Stored entries:
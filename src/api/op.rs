//! ### Op
//! A single rich-text change operation: insert, retain or delete over a run of content units.

use std::collections::BTreeMap;

use crate::tools;

/// formatting metadata attached to inserts and retains, passed through unexamined
pub type AttributeMap = BTreeMap<String, serde_json::Value>;

/// retain length standing for `{ retain: ∞ }`, what an exhausted cursor hands out
///
/// reserved: operations coming from the exchange format can't use it as a real length
pub const INFINITE_RETAIN: usize = usize::MAX;

/// payload of an insert: either a run of text or a single atomic embed
#[derive(Debug, Clone, PartialEq)]
pub enum Content {
	/// text run, one content unit per character
	Text(String),
	/// opaque embedded object, always exactly one content unit
	Embed(serde_json::Value),
}

impl Content {
	/// number of content units this payload spans
	pub fn len(&self) -> usize {
		match self {
			Content::Text(txt) => tools::text_len(txt),
			Content::Embed(_) => 1,
		}
	}

	pub fn is_empty(&self) -> bool {
		matches!(self, Content::Text(txt) if txt.is_empty())
	}

	pub fn as_text(&self) -> Option<&str> {
		match self {
			Content::Text(txt) => Some(txt),
			Content::Embed(_) => None,
		}
	}
}

impl From<&str> for Content {
	fn from(value: &str) -> Self {
		Content::Text(value.to_string())
	}
}

impl From<String> for Content {
	fn from(value: String) -> Self {
		Content::Text(value)
	}
}

/// tag of an [Op], without its payload
#[derive(Debug, Clone, Copy, PartialEq, Eq, Hash)]
#[cfg_attr(feature = "serialize", derive(serde::Serialize, serde::Deserialize))]
#[cfg_attr(feature = "serialize", serde(rename_all = "lowercase"))]
pub enum OpKind {
	Insert,
	Retain,
	Delete,
}

impl std::fmt::Display for OpKind {
	fn fmt(&self, f: &mut std::fmt::Formatter<'_>) -> std::fmt::Result {
		match self {
			OpKind::Insert => write!(f, "insert"),
			OpKind::Retain => write!(f, "retain"),
			OpKind::Delete => write!(f, "delete"),
		}
	}
}

/// a change operation over a run of content units
///
/// exactly one kind per value: an operation populating no tag or more than one simply cannot be
/// built. values coming from the exchange format go through [crate::api::RawOp] validation
///
/// ### examples
///
/// ```rust
/// use delta_cursor::Op;
///
/// let bold = Op::retain(5).with_attribute("bold", true);
/// assert_eq!(bold.len(), 5);
/// assert_eq!(bold.attributes().and_then(|a| a.get("bold")), Some(&serde_json::json!(true)));
///
/// let image = Op::insert_embed(serde_json::json!({ "image": "octocat.png" }));
/// assert_eq!(image.len(), 1);
/// ```
#[derive(Debug, Clone, PartialEq)]
#[cfg_attr(feature = "serialize", derive(serde::Serialize, serde::Deserialize))]
#[cfg_attr(feature = "serialize", serde(try_from = "crate::api::RawOp", into = "crate::api::RawOp"))]
pub enum Op {
	Insert {
		content: Content,
		attributes: Option<AttributeMap>,
	},
	Retain {
		len: usize,
		attributes: Option<AttributeMap>,
	},
	Delete {
		len: usize,
	},
}

impl Op {
	/// insert a run of text
	pub fn insert(txt: impl Into<String>) -> Self {
		Op::Insert { content: Content::Text(txt.into()), attributes: None }
	}

	/// insert a single atomic embed
	pub fn insert_embed(embed: serde_json::Value) -> Self {
		Op::Insert { content: Content::Embed(embed), attributes: None }
	}

	pub fn retain(len: usize) -> Self {
		Op::Retain { len, attributes: None }
	}

	pub fn delete(len: usize) -> Self {
		Op::Delete { len }
	}

	/// the `{ retain: ∞ }` operation
	pub fn infinite_retain() -> Self {
		Op::retain(INFINITE_RETAIN)
	}

	/// attach attributes to this operation, replacing previous ones
	///
	/// an empty map clears attributes; deletes never carry attributes, so they are left untouched
	pub fn with_attributes(mut self, attrs: AttributeMap) -> Self {
		let attrs = if attrs.is_empty() { None } else { Some(attrs) };
		match &mut self {
			Op::Insert { attributes, .. } | Op::Retain { attributes, .. } => *attributes = attrs,
			Op::Delete { .. } => {},
		}
		self
	}

	/// set a single attribute on this operation, keeping the other ones
	pub fn with_attribute(self, key: impl Into<String>, value: impl Into<serde_json::Value>) -> Self {
		let mut attrs = self.attributes().cloned().unwrap_or_default();
		attrs.insert(key.into(), value.into());
		self.with_attributes(attrs)
	}

	pub fn kind(&self) -> OpKind {
		match self {
			Op::Insert { .. } => OpKind::Insert,
			Op::Retain { .. } => OpKind::Retain,
			Op::Delete { .. } => OpKind::Delete,
		}
	}

	pub fn attributes(&self) -> Option<&AttributeMap> {
		match self {
			Op::Insert { attributes, .. } | Op::Retain { attributes, .. } => attributes.as_ref(),
			Op::Delete { .. } => None,
		}
	}

	/// number of content units this operation spans
	///
	/// text inserts span one unit per character, embeds always span 1
	pub fn len(&self) -> usize {
		match self {
			Op::Insert { content, .. } => content.len(),
			Op::Retain { len, .. } | Op::Delete { len } => *len,
		}
	}

	/// returns true if this operation spans no content at all
	pub fn is_empty(&self) -> bool {
		match self {
			Op::Insert { content, .. } => content.is_empty(),
			Op::Retain { len, .. } | Op::Delete { len } => *len == 0,
		}
	}

	/// returns true for the `{ retain: ∞ }` an exhausted cursor produces
	///
	/// this only looks at the length: a retain of [INFINITE_RETAIN] built by hand is
	/// indistinguishable from it, which is why [crate::api::RawOp] refuses that length
	pub fn is_unbounded(&self) -> bool {
		matches!(self, Op::Retain { len: INFINITE_RETAIN, .. })
	}
}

-- PROBLEM DETAILS --
Check every line of the data, and copy the ones that contain "Option".

-- EXERCISE RESPONSE --
	pub fn as_text(&self) -> Option<&str> {
		attributes: Option<AttributeMap>,
		attributes: Option<AttributeMap>,
	pub fn attributes(&self) -> Option<&AttributeMap> {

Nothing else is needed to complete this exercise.